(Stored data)

###

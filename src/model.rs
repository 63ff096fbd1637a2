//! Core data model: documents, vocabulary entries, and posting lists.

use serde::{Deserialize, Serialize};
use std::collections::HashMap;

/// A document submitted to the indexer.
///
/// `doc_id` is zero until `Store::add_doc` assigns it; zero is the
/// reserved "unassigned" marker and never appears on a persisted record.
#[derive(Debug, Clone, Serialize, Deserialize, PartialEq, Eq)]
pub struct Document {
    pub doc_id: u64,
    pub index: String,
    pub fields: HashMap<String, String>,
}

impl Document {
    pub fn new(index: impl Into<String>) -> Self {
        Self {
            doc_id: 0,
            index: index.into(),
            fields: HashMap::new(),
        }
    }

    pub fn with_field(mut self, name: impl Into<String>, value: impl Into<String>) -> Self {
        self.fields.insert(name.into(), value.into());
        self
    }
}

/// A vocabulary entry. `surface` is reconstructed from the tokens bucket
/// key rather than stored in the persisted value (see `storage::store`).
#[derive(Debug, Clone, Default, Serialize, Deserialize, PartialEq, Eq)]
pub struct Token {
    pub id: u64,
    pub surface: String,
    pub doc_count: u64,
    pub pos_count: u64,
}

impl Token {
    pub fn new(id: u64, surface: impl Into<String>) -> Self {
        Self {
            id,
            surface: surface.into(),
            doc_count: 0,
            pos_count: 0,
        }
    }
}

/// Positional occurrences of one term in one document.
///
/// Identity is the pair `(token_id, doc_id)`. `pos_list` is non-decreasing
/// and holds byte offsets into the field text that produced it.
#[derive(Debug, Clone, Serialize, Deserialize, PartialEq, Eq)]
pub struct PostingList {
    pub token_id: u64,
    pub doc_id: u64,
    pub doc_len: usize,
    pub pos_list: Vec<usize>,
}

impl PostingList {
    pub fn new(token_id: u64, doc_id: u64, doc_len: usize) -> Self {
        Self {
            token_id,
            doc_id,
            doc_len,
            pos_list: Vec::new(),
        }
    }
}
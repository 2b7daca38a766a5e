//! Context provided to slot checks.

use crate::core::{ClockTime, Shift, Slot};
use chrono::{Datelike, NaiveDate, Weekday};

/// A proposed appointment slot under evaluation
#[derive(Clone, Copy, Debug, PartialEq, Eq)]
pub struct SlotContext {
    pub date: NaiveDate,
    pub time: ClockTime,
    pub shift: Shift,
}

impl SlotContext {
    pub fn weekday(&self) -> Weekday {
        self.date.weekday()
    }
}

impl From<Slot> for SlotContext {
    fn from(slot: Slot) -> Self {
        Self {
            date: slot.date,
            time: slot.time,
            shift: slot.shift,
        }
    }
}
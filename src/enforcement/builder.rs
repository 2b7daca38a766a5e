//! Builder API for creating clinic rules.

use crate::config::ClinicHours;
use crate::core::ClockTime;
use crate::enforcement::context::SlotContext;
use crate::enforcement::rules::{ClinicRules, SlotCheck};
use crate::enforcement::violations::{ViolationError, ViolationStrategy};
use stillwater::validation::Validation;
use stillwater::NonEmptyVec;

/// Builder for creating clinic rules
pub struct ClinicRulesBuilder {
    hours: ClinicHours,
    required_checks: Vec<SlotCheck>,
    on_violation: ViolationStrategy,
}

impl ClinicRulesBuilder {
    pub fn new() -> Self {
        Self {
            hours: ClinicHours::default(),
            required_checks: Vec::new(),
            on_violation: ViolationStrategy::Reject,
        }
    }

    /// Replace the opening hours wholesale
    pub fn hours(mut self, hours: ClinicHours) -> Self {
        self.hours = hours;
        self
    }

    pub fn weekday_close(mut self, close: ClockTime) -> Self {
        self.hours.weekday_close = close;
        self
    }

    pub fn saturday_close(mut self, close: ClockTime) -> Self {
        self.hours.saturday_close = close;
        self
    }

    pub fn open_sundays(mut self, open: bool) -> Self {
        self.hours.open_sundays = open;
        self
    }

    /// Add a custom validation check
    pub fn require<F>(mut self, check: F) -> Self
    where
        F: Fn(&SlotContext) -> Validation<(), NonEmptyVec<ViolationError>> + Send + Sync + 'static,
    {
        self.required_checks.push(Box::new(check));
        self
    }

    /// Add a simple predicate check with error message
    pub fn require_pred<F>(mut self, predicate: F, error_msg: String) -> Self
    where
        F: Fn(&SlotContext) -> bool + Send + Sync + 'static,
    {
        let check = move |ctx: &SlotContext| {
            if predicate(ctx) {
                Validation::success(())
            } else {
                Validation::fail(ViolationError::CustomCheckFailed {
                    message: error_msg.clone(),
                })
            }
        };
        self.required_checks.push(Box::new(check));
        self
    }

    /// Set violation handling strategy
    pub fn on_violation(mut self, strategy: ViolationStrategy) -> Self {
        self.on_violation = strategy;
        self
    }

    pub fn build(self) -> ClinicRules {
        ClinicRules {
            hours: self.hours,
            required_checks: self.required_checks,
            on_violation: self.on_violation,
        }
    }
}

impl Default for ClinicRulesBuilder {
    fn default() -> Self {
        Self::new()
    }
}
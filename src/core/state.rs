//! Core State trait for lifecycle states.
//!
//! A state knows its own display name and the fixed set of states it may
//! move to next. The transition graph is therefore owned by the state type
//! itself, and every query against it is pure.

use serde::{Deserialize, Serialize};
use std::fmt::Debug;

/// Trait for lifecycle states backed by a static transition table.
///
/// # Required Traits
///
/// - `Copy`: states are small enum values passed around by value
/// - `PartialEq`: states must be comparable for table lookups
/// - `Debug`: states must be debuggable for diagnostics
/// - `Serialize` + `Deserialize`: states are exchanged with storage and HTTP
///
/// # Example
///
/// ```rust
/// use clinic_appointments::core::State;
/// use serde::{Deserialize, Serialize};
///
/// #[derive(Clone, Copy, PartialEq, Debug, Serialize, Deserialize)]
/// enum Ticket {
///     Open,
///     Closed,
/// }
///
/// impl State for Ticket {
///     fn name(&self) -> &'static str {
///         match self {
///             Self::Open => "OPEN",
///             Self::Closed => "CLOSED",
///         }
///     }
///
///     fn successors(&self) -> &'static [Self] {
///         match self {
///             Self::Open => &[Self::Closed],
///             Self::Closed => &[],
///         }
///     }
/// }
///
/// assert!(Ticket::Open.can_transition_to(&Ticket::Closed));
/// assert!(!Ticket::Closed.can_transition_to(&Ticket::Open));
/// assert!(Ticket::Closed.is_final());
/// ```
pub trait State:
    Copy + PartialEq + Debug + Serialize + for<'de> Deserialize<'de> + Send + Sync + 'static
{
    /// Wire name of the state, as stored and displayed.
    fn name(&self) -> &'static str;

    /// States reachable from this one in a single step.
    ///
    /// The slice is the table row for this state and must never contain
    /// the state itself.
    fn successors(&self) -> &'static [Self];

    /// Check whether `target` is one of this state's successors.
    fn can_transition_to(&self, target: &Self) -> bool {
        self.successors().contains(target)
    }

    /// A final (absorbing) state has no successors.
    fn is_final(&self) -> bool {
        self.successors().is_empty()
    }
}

###

Exercise requirements: Each line from the top of the data, up to and including the line that contains "the tokens bucket", should be set down exactly.

Reply to the exercise:
filename src/model.rs
repository 63ff096fbd1637a2
//! Core data model: documents, vocabulary entries, and posting lists.

use serde::{Deserialize, Serialize};
use std::collections::HashMap;

/// A document submitted to the indexer.
///
/// `doc_id` is zero until `Store::add_doc` assigns it; zero is the
/// reserved "unassigned" marker and never appears on a persisted record.
#[derive(Debug, Clone, Serialize, Deserialize, PartialEq, Eq)]
pub struct Document {
    pub doc_id: u64,
    pub index: String,
    pub fields: HashMap<String, String>,
}

impl Document {
    pub fn new(index: impl Into<String>) -> Self {
        Self {
            doc_id: 0,
            index: index.into(),
            fields: HashMap::new(),
        }
    }

    pub fn with_field(mut self, name: impl Into<String>, value: impl Into<String>) -> Self {
        self.fields.insert(name.into(), value.into());
        self
    }
}

/// A vocabulary entry. `surface` is reconstructed from the tokens bucket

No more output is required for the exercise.